Accessible Customer Service (Accessibility Directorate of Ontario)
- Reaffirms what accessibility means in Ontario, and how accessibility standards for customer service can help businesses improve. Includes tools for how to create an Accessibility Plan and put it into action; tips for employers with respect to recruiting, hiring and training employees; and a recap of current regulation standards and legislation governing accessibility in Ontario.
Creating Accessible Hospitality (Ted Wilson, Laurentian School of Architecture)
- Slideshow on accessible hospitality, for inspiration on how spaces have been designed, renovated or redesigned with accessibility in mind.
The Art of Inclusion (McMichael Canadian Art Collection)
The McMichael Canadian Art Collection incorporated accessibility in its Master Plan. The attached guide showcases the results of the gallery’s two-year EnAbling Change project.
The McMichael Canadian Art Collection offers its visitors a unique experience. From the art on its walls to the surrounding landscape, the McMichael provides an introduction to Canada’s art, art making and artists. Renowned for collecting only Canadian art, the McMichael permanent collection consists of almost 6,000 artworks by Tom Thomson, the Group of Seven, their contemporaries, and First Nations, Métis, Inuit and other artists who have made a contribution to the development of Canadian art.

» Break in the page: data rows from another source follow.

// src/error.rs

use std::fmt;

use axum::{
    Json,
    extract::rejection::{JsonRejection, QueryRejection},
    http::StatusCode,
    response::{IntoResponse, Response},
};
use indexmap::IndexMap;
use serde_json::json;

use crate::models::exam::AssemblyDiagnostics;

/// Global Application Error Enum.
/// Centralizes error handling and mapping to HTTP responses.
#[derive(Debug)]
pub enum AppError {
    // 500 Internal Server Error
    InternalServerError(String),

    // 400 Bad Request
    BadRequest(String),

    // 502 Bad Gateway (corpus index unreachable or malformed)
    Upstream(String),

    /// None of the requested chapters exists in the corpus index.
    ChapterNotFound {
        requested: Vec<String>,
        available: IndexMap<String, Vec<String>>,
    },

    /// Chapters resolved, but no question survived fetching and parsing.
    EmptyPool {
        requested: Vec<String>,
        resolved_subjects: Vec<String>,
        diagnostics: AssemblyDiagnostics,
    },
}

impl fmt::Display for AppError {
    fn fmt(&self, f: &mut fmt::Formatter<'_>) -> fmt::Result {
        match self {
            AppError::InternalServerError(msg) => write!(f, "internal error: {}", msg),
            AppError::BadRequest(msg) => write!(f, "bad request: {}", msg),
            AppError::Upstream(msg) => write!(f, "upstream corpus error: {}", msg),
            AppError::ChapterNotFound { requested, .. } => {
                write!(f, "no chapter matched: {}", requested.join(", "))
            }
            AppError::EmptyPool { requested, .. } => {
                write!(f, "no questions available for: {}", requested.join(", "))
            }
        }
    }
}

impl std::error::Error for AppError {}

/// Implements `IntoResponse` for `AppError`.
/// Every body carries an `error` message; assembly failures add the request context.
impl IntoResponse for AppError {
    fn into_response(self) -> Response {
        let (status, body) = match self {
            AppError::InternalServerError(msg) => {
                tracing::error!("Internal Server Error: {}", msg);
                (
                    StatusCode::INTERNAL_SERVER_ERROR,
                    json!({ "error": "Internal Server Error" }),
                )
            }
            AppError::BadRequest(msg) => (StatusCode::BAD_REQUEST, json!({ "error": msg })),
            AppError::Upstream(msg) => {
                tracing::error!("Corpus unavailable: {}", msg);
                (
                    StatusCode::BAD_GATEWAY,
                    json!({ "error": "Question corpus is unavailable", "detail": msg }),
                )
            }
            AppError::ChapterNotFound {
                requested,
                available,
            } => (
                StatusCode::NOT_FOUND,
                json!({
                    "error": "None of the requested chapters exist in the corpus",
                    "requestedChapters": requested,
                    "availableChapters": available,
                }),
            ),
            AppError::EmptyPool {
                requested,
                resolved_subjects,
                diagnostics,
            } => (
                StatusCode::NOT_FOUND,
                json!({
                    "error": "No questions could be loaded for the requested chapters",
                    "requestedChapters": requested,
                    "resolvedSubjects": resolved_subjects,
                    "diagnostics": diagnostics,
                }),
            ),
        };

        (status, Json(body)).into_response()
    }
}

impl From<serde_json::Error> for AppError {
    fn from(err: serde_json::Error) -> Self {
        AppError::BadRequest(err.to_string())
    }
}

impl From<QueryRejection> for AppError {
    fn from(rejection: QueryRejection) -> Self {
        AppError::BadRequest(rejection.body_text())
    }
}

impl From<JsonRejection> for AppError {
    fn from(rejection: JsonRejection) -> Self {
        AppError::BadRequest(rejection.body_text())
    }
}

impl From<TokenError> for AppError {
    fn from(err: TokenError) -> Self {
        AppError::BadRequest(err.to_string())
    }
}

/// Failure to turn a share token back into an exam.
#[derive(Debug, Clone, PartialEq, Eq)]
pub enum TokenError {
    /// No token was supplied at all.
    Missing,
    /// The token is not valid base64, or the body does not inflate.
    Decode(String),
    /// The body inflated but is not a usable exam.
    PayloadInvalid(String),
}

impl fmt::Display for TokenError {
    fn fmt(&self, f: &mut fmt::Formatter<'_>) -> fmt::Result {
        match self {
            TokenError::Missing => write!(f, "No mock token was provided"),
            TokenError::Decode(msg) => write!(f, "Mock token is corrupted: {}", msg),
            TokenError::PayloadInvalid(msg) => write!(f, "Mock token is invalid: {}", msg),
        }
    }
}

impl std::error::Error for TokenError {}

/// Failure to load one piece of the corpus.
#[derive(Debug, Clone, PartialEq, Eq)]
pub enum FetchError {
    /// Transport-level failure (DNS, connect, timeout, body read).
    Http(String),
    /// The corpus answered with a non-success status.
    Status { url: String, status: u16 },
    Io(String),
    /// The index document could not be parsed.
    Parse(String),
    /// A record file had lines, but none of them parsed.
    NoRecords { failed_lines: usize },
}

impl fmt::Display for FetchError {
    fn fmt(&self, f: &mut fmt::Formatter<'_>) -> fmt::Result {
        match self {
            FetchError::Http(msg) => write!(f, "request failed: {}", msg),
            FetchError::Status { url, status } => write!(f, "{} returned HTTP {}", url, status),
            FetchError::Io(msg) => write!(f, "read failed: {}", msg),
            FetchError::Parse(msg) => write!(f, "malformed document: {}", msg),
            FetchError::NoRecords { failed_lines } => {
                write!(f, "none of {} record lines parsed", failed_lines)
            }
        }
    }
}

impl std::error::Error for FetchError {}

impl From<reqwest::Error> for FetchError {
    fn from(err: reqwest::Error) -> Self {
        FetchError::Http(err.to_string())
    }
}

impl From<std::io::Error> for FetchError {
    fn from(err: std::io::Error) -> Self {
        FetchError::Io(err.to_string())
    }
}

The gallery welcomes about 100,000 visitors annually. On average, 30,000 students and educators from more than 40 school boards and private schools visit the McMichael during the school year. The McMichael also welcomes adults, families and youth to programs and activities, including lecture and film series, studio classes and summer art camps.
Accessible Tourism in London (Joan Beaune, Manager, Administration, Research and Membership, Tourism London)

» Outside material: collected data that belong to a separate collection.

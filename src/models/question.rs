// src/models/question.rs

use serde::{Deserialize, Serialize};

/// One line of a topic's record file.
#[derive(Debug, Clone, Deserialize)]
pub struct RawRecord {
    /// Name of the paper/file this record came from. Part of the question id.
    #[serde(default, alias = "recordFile")]
    pub file: Option<String>,

    #[serde(default)]
    pub questions: Vec<RawQuestion>,

    /// Answer key parallel to `questions`. Entries may be strings, numbers or null.
    #[serde(default, alias = "answerKey", alias = "answer_key")]
    pub answers: Option<Vec<serde_json::Value>>,
}

#[derive(Debug, Clone, Default, Deserialize)]
pub struct RawQuestion {
    /// Exam/paper heading markup (e.g. "JEE Main 2023, Shift 1").
    #[serde(default, alias = "examHtml")]
    pub exam: Option<String>,

    /// Question stem markup.
    #[serde(default, alias = "promptHtml", alias = "prompt")]
    pub question: Option<String>,

    /// Options markup, usually an `<ol>`/`<ul>` list.
    #[serde(default, alias = "optionsHtml")]
    pub options: Option<String>,
}

#[derive(Debug, Clone, Copy, PartialEq, Eq, Serialize, Deserialize)]
#[serde(rename_all = "lowercase")]
pub enum QuestionType {
    /// Multiple choice, answered with an option key.
    Mcq,
    /// Numeric/free value answer.
    Value,
}

#[derive(Debug, Clone, PartialEq, Eq, Serialize, Deserialize)]
pub struct QuestionOption {
    pub key: String,
    pub html: String,
}

/// A question as it travels inside a mock token.
#[derive(Debug, Clone, PartialEq, Eq, Serialize, Deserialize)]
#[serde(rename_all = "camelCase")]
pub struct NormalizedQuestion {
    /// `subject::chapter::recordFile::index`, unique within one mock.
    pub id: String,
    pub subject: String,
    pub chapter: String,
    #[serde(rename = "type")]
    pub question_type: QuestionType,
    pub exam_html: String,
    pub prompt_html: String,
    #[serde(default)]
    pub options: Vec<QuestionOption>,
    #[serde(default, skip_serializing_if = "Option::is_none")]
    pub correct_answer: Option<String>,
    /// Where the question was loaded from, for attribution.
    pub source: String,
}

/// DTO for previewing a question (excludes the answer key).
#[derive(Debug, Clone, Serialize)]
#[serde(rename_all = "camelCase")]
pub struct PublicQuestion {
    pub id: String,
    pub subject: String,
    pub chapter: String,
    #[serde(rename = "type")]
    pub question_type: QuestionType,
    pub exam_html: String,
    pub prompt_html: String,
    pub options: Vec<QuestionOption>,
}

impl From<&NormalizedQuestion> for PublicQuestion {
    fn from(q: &NormalizedQuestion) -> Self {
        PublicQuestion {
            id: q.id.clone(),
            subject: q.subject.clone(),
            chapter: q.chapter.clone(),
            question_type: q.question_type,
            exam_html: q.exam_html.clone(),
            prompt_html: q.prompt_html.clone(),
            options: q.options.clone(),
        }
    }
}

- Joan Beaune was instrumental in the development of London’s Accessibility Plan, and oversaw the redesign of the Wellington Road Tourist Information Centre.

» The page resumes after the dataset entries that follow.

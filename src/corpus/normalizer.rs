// src/corpus/normalizer.rs

//! Turns raw record lines into `NormalizedQuestion`s.

use crate::{
    config::MAX_PARSE_DIAGNOSTICS,
    error::FetchError,
    models::question::{NormalizedQuestion, QuestionOption, QuestionType, RawRecord},
    utils::html::extract_list_items,
};

/// Where a record came from. Every field ends up in the question id or `source`.
#[derive(Debug, Clone)]
pub struct RecordContext<'a> {
    pub subject: &'a str,
    /// Chapter label as the user requested it.
    pub chapter: &'a str,
    /// Location of the record file, for attribution.
    pub location: &'a str,
}

/// Result of parsing one JSONL record file.
#[derive(Debug, Default)]
pub struct ParsedRecords {
    /// `(line number, record)`, 1-based line numbers.
    pub records: Vec<(usize, RawRecord)>,
    /// First few parse errors, formatted for diagnostics.
    pub errors: Vec<String>,
    pub error_count: usize,
}

/// Parses a JSONL record file. Bad lines are skipped and reported; the file
/// only fails as a whole when it has lines and none of them parse.
pub fn parse_record_file(body: &str) -> Result<ParsedRecords, FetchError> {
    let mut parsed = ParsedRecords::default();

    for (idx, line) in body.lines().enumerate() {
        let line = line.trim();
        if line.is_empty() {
            continue;
        }
        match serde_json::from_str::<RawRecord>(line) {
            Ok(record) => parsed.records.push((idx + 1, record)),
            Err(e) => {
                tracing::debug!("Skipping record line {}: {}", idx + 1, e);
                parsed.error_count += 1;
                if parsed.errors.len() < MAX_PARSE_DIAGNOSTICS {
                    parsed.errors.push(format!("line {}: {}", idx + 1, e));
                }
            }
        }
    }

    if parsed.records.is_empty() && parsed.error_count > 0 {
        return Err(FetchError::NoRecords {
            failed_lines: parsed.error_count,
        });
    }

    Ok(parsed)
}

/// Normalizes every question of one record.
///
/// The record part of each id is `<file>@<line>`, or `line<line>` when the
/// record carries no `file`. Several lines may share one `file`.
pub fn normalize_record(
    record: &RawRecord,
    line: usize,
    ctx: &RecordContext<'_>,
) -> Vec<NormalizedQuestion> {
    let record_file = match record.file.as_deref().map(str::trim) {
        Some(file) if !file.is_empty() => format!("{}@{}", file, line),
        _ => format!("line{}", line),
    };

    record
        .questions
        .iter()
        .enumerate()
        .map(|(i, raw)| {
            let options_markup = raw.options.as_deref().map(str::trim).unwrap_or("");
            let (question_type, options) = if options_markup.is_empty() {
                (QuestionType::Value, Vec::new())
            } else {
                (QuestionType::Mcq, extract_options(options_markup))
            };

            NormalizedQuestion {
                id: format!("{}::{}::{}::{}", ctx.subject, ctx.chapter, record_file, i),
                subject: ctx.subject.to_string(),
                chapter: ctx.chapter.to_string(),
                question_type,
                exam_html: raw.exam.as_deref().unwrap_or("").trim().to_string(),
                prompt_html: raw.question.as_deref().unwrap_or("").trim().to_string(),
                options,
                correct_answer: answer_at(record, i),
                source: format!("{}#{}", ctx.location, record_file),
            }
        })
        .collect()
}

/// Options keyed `A, B, C, …` in list order. Markup without list items is one option.
fn extract_options(markup: &str) -> Vec<QuestionOption> {
    let items = extract_list_items(markup);
    if items.is_empty() {
        return vec![QuestionOption {
            key: option_key(0),
            html: markup.to_string(),
        }];
    }
    items
        .into_iter()
        .enumerate()
        .map(|(i, html)| QuestionOption {
            key: option_key(i),
            html,
        })
        .collect()
}

/// `0 -> A`, `25 -> Z`, `26 -> AA`, spreadsheet style.
fn option_key(index: usize) -> String {
    let mut n = index + 1;
    let mut key = Vec::new();
    while n > 0 {
        n -= 1;
        key.push(b'A' + (n % 26) as u8);
        n /= 26;
    }
    key.reverse();
    String::from_utf8_lossy(&key).into_owned()
}

fn answer_at(record: &RawRecord, index: usize) -> Option<String> {
    let value = record.answers.as_ref()?.get(index)?;
    let text = match value {
        serde_json::Value::String(s) => s.trim().to_string(),
        serde_json::Value::Number(n) => n.to_string(),
        serde_json::Value::Bool(b) => b.to_string(),
        _ => return None,
    };
    (!text.is_empty()).then_some(text)
}

#[cfg(test)]
mod tests {
    use super::*;

    const CTX: RecordContext<'static> = RecordContext {
        subject: "physics",
        chapter: "Motion in a Plane",
        location: "physics/Motion in a Plane.jsonl",
    };

    fn record(json: &str) -> RawRecord {
        serde_json::from_str(json).unwrap()
    }

    #[test]
    fn infers_types_and_extracts_options() {
        let rec = record(
            r#"{"file":"jee-2023","questions":[
                {"exam":" JEE 2023 ","question":" Range? ","options":"<ol><li>10 m</li><li>20 m</li></ol>"},
                {"question":"Speed in m/s?","options":"   "}
            ],"answers":["B", 42]}"#,
        );
        let qs = normalize_record(&rec, 1, &CTX);
        assert_eq!(qs.len(), 2);

        assert_eq!(qs[0].id, "physics::Motion in a Plane::jee-2023@1::0");
        assert_eq!(qs[0].question_type, QuestionType::Mcq);
        assert_eq!(qs[0].exam_html, "JEE 2023");
        assert_eq!(qs[0].prompt_html, "Range?");
        assert_eq!(
            qs[0].options,
            vec![
                QuestionOption { key: "A".into(), html: "10 m".into() },
                QuestionOption { key: "B".into(), html: "20 m".into() },
            ]
        );
        assert_eq!(qs[0].correct_answer.as_deref(), Some("B"));

        assert_eq!(qs[1].question_type, QuestionType::Value);
        assert!(qs[1].options.is_empty());
        assert_eq!(qs[1].correct_answer.as_deref(), Some("42"));
    }

    #[test]
    fn unlisted_options_become_single_option() {
        let rec = record(r#"{"questions":[{"question":"q","options":"(1) 2 (2) 4"}]}"#);
        let qs = normalize_record(&rec, 7, &CTX);
        assert_eq!(qs[0].id, "physics::Motion in a Plane::line7::0");
        assert_eq!(
            qs[0].options,
            vec![QuestionOption { key: "A".into(), html: "(1) 2 (2) 4".into() }]
        );
    }

    #[test]
    fn missing_or_blank_answers_are_undefined() {
        let rec = record(
            r#"{"questions":[{"question":"a"},{"question":"b"},{"question":"c"}],"answers":["  ", null]}"#,
        );
        let qs = normalize_record(&rec, 1, &CTX);
        assert!(qs.iter().all(|q| q.correct_answer.is_none()));
    }

    #[test]
    fn records_sharing_a_file_keep_distinct_ids() {
        let body = concat!(
            r#"{"file":"jee-2023","questions":[{"question":"a"},{"question":"b"}]}"#,
            "\n",
            r#"{"file":"jee-2023","questions":[{"question":"c"},{"question":"d"}]}"#,
        );
        let parsed = parse_record_file(body).unwrap();
        let mut pool: Vec<_> = parsed
            .records
            .iter()
            .flat_map(|(line, rec)| normalize_record(rec, *line, &CTX))
            .collect();
        crate::corpus::sampler::dedup_pool(&mut pool);

        let prompts: Vec<_> = pool.iter().map(|q| q.prompt_html.as_str()).collect();
        assert_eq!(prompts, vec!["a", "b", "c", "d"]);
        assert_eq!(pool[2].id, "physics::Motion in a Plane::jee-2023@2::0");
        assert_eq!(pool[2].source, "physics/Motion in a Plane.jsonl#jee-2023@2");
    }

    #[test]
    fn option_keys_are_letters() {
        assert_eq!(option_key(0), "A");
        assert_eq!(option_key(3), "D");
        assert_eq!(option_key(25), "Z");
        assert_eq!(option_key(26), "AA");
    }

    #[test]
    fn bad_lines_are_skipped_and_counted() {
        let body = "{\"questions\":[{\"question\":\"ok\"}]}\nnot json\n\n{\"questions\":7}\n";
        let parsed = parse_record_file(body).unwrap();
        assert_eq!(parsed.records.len(), 1);
        assert_eq!(parsed.records[0].0, 1);
        assert_eq!(parsed.error_count, 2);
        assert!(parsed.errors[0].starts_with("line 2:"));
    }

    #[test]
    fn file_with_no_good_lines_fails() {
        assert_eq!(
            parse_record_file("oops\n{broken").unwrap_err(),
            FetchError::NoRecords { failed_lines: 2 }
        );
    }

    #[test]
    fn blank_file_is_empty_not_error() {
        assert!(parse_record_file("\n\n").unwrap().records.is_empty());
    }
}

- The attached document highlights the renovation project, and provides insight to best practices in accessible tourism.
Abilities Centre (Leo Plue, Abilities Centre Executive Director)
- Leo Plue has been involved with the Abilities Centre Project since its inception as a both a Board Member and on staff. He has served as Foundation Director, Director of Development and currently as Executive Director.
- The attached document gives an overview of the Abilities Centre, and some of the programs it offers.
Accessibility: A Business Owner’s Perspective (Gregory Boyle, Tim Hortons owner/operator, Sarnia)
Gregory Boyle owns and operates three successful Tim Hortons locations in Sarnia. In 2011, Gregory and his long-term business partner met with the local Tim Hortons owners group to propose becoming Gold Sponsors of the Ontario ParaSport Summer Games, which were hosted in Sarnia that year. This sponsorship ultimately set the path for partnership with Community Living Sarnia-Lambton, and the development of a business team dedicated to inclusivity and accessibility.
In the attached document, Gregory outlines how Tim Hortons locations in Sarnia were made to be more accessible with simple solutions, and how similar solutions can be used to increase accessibility in a variety of businesses at little cost. In addition, Gregory touches on Tourism Sarnia-Lambton’s accessibility plan entitled, “Breaking Barriers to Business”.